Control logic 1824C may be transmitted to and from computer 1800 via the communication medium 1822.

Any apparatus or manufacture comprising a computer useable or readable medium having control logic (software) stored therein is referred to herein as a computer program product or program storage device. This includes, but is not limited to, computer 1800, main memory 1808, secondary storage devices 1810, and removable storage unit 1816. Such computer program products, having control logic stored therein that, when executed by one or more data processing devices, cause such data processing devices to operate as described herein, represent embodiments of the invention.
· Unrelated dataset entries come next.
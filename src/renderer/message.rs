use super::info::{external_docs_link, media_type_link};
use super::{end_block, DocumentRenderer};
use crate::document::{schema_of, CorrelationId, Message, MessageExample};
use crate::extractor::MessageRef;
use crate::markdown::{block_quote, code_block, header, indent, inline_code, list_item, paragraph};
use crate::sampler;
use crate::schema::{SchemaId, SchemaTableOptions};
use serde_json::Value;

/// Which part of a message a schema describes.
#[derive(Debug, Clone, Copy, PartialEq, Eq)]
enum MessagePart {
    Headers,
    Payload,
}

impl MessagePart {
    fn title(self) -> &'static str {
        match self {
            MessagePart::Headers => "Headers",
            MessagePart::Payload => "Payload",
        }
    }

    fn key(self) -> &'static str {
        match self {
            MessagePart::Headers => "headers",
            MessagePart::Payload => "payload",
        }
    }

    fn of(self, example: &MessageExample) -> Option<&Value> {
        match self {
            MessagePart::Headers => example.headers.as_ref(),
            MessagePart::Payload => example.payload.as_ref(),
        }
    }
}

struct Example<'a> {
    name: Option<&'a str>,
    summary: Option<&'a str>,
    value: &'a Value,
}

fn pretty_json(value: &Value) -> String {
    serde_json::to_string_pretty(value).unwrap_or_else(|_| value.to_string())
}

fn render_examples(examples: &[Example<'_>]) -> String {
    let mut out = String::new();
    for example in examples {
        if let Some(name) = example.name.filter(|name| !name.is_empty()) {
            out.push_str(&paragraph(&format!("_{}_", name)));
        }
        if let Some(summary) = example.summary {
            out.push_str(&paragraph(summary));
        }
        out.push_str(&code_block("json", &pretty_json(example.value)));
        out.push('\n');
    }
    out
}

impl DocumentRenderer<'_> {
    pub(super) fn render_message(&mut self, message_ref: &MessageRef) -> String {
        let message = &message_ref.message;

        let mut title = String::from("Message");
        if let Some(message_title) = message.title.as_deref().filter(|t| !t.is_empty()) {
            title.push(' ');
            title.push_str(message_title);
        }
        let id = match &message_ref.id {
            Some(id) => id.clone(),
            None => self.next_anonymous_message(),
        };
        title.push(' ');
        title.push_str(&inline_code(&id));
        let mut out = header(4, &title);

        if let Some(summary) = message.summary.as_deref().map(str::trim) {
            if !summary.is_empty() {
                out.push_str(&paragraph(&format!("*{}*", summary)));
            }
        }

        out.push_str(&self.render_message_facts(message));

        if let Some(description) = &message.description {
            out.push_str(&paragraph(description));
        }
        if let Some(docs) = self.document.external_docs_of(message.external_docs.as_ref()) {
            out.push_str(&paragraph(&external_docs_link(&docs)));
        }

        if let Some(headers) = &message.headers {
            out.push_str(&self.render_message_part(message, MessagePart::Headers, headers));
        }
        if let Some(payload) = &message.payload {
            out.push_str(&self.render_message_part(message, MessagePart::Payload, payload));
        }

        out.push_str(&self.render_bindings("Message specific information", message.bindings.as_ref()));
        out.push_str(&self.render_extensions("Message extensions", &message.extensions));
        out.push_str(&self.render_tags("Message tags", &message.tags));
        out
    }

    /// Message ID, content type and correlation ID list.
    fn render_message_facts(&self, message: &Message) -> String {
        let mut out = String::new();
        if let Some(id) = message.message_id.as_deref().filter(|id| !id.is_empty()) {
            out.push_str(&list_item(&format!("Message ID: {}", inline_code(id))));
        }

        let content_type = message
            .content_type
            .as_deref()
            .or_else(|| self.document.default_content_type())
            .filter(|content_type| !content_type.is_empty());
        if let Some(content_type) = content_type {
            out.push_str(&list_item(&format!(
                "Content type: {}",
                media_type_link(content_type)
            )));
        }

        let correlation_id = message
            .correlation_id
            .as_ref()
            .and_then(|value| self.document.view_or_warn::<CorrelationId>(value, "correlation ID"));
        if let Some(correlation_id) = correlation_id {
            out.push_str(&list_item(&format!(
                "Correlation ID: {}",
                inline_code(&correlation_id.location)
            )));
            if let Some(description) = correlation_id
                .description
                .as_deref()
                .filter(|description| !description.is_empty())
            {
                out.push('\n');
                out.push_str(&indent(description.trim_end(), 2));
                out.push('\n');
            }
        }

        end_block(&mut out);
        out
    }

    fn render_message_part(&mut self, message: &Message, part: MessagePart, schema: &Value) -> String {
        let id = self.builder().build(schema_of(schema));

        let mut out = header(5, part.title());
        out.push_str(&self.table_for(id, &SchemaTableOptions::untitled()));
        out.push_str(&self.render_part_examples(message, part, id));
        out
    }

    /// Examples of a message part: the message's own examples, else the
    /// schema's `examples`, else a generated one.
    fn render_part_examples(&self, message: &Message, part: MessagePart, id: SchemaId) -> String {
        let explicit: Vec<Example<'_>> = message
            .examples
            .iter()
            .filter_map(|example| {
                Some(Example {
                    name: example.name.as_deref(),
                    summary: example.summary.as_deref(),
                    value: part.of(example)?,
                })
            })
            .collect();
        if !explicit.is_empty() {
            let mut out = block_quote(&format!("Examples of {}", part.key()));
            out.push_str(&render_examples(&explicit));
            return out;
        }

        let schema_examples: Vec<Example<'_>> = self
            .arena
            .object(id)
            .and_then(|schema| schema.examples.as_deref())
            .unwrap_or_default()
            .iter()
            .map(|value| Example {
                name: None,
                summary: None,
                value,
            })
            .collect();
        if !schema_examples.is_empty() {
            let mut out = block_quote(&format!("Examples of {}", part.key()));
            out.push_str(&render_examples(&schema_examples));
            return out;
        }

        let generated = sampler::sample(&self.arena, id);
        let mut out = block_quote(&format!("Examples of {} _(generated)_", part.key()));
        out.push_str(&code_block("json", &pretty_json(&generated)));
        out.push('\n');
        out
    }
}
Devices in which embodiments may be implemented may include storage, such as storage drives, memory devices, and further types of computer-readable media. Examples of such computer-readable storage media include a hard disk, a removable magnetic disk, a removable optical disk, flash memory cards, digital video disks, random access memories (RAMs), read only memories (ROM), and the like. As used herein, the terms “computer program medium” and “computer-readable medium” are used to generally refer to the hard disk associated with a hard disk drive, a removable magnetic disk, a removable optical disk (e.g., CDROMs, DVDs, etc.), zip disks, tapes, magnetic storage devices, micro-electromechanical systems-based (MEMS-based) storage devices, nanotechnology-based storage devices, as well as other media such as flash memory cards, digital video discs, RAM devices, ROM devices, and the like.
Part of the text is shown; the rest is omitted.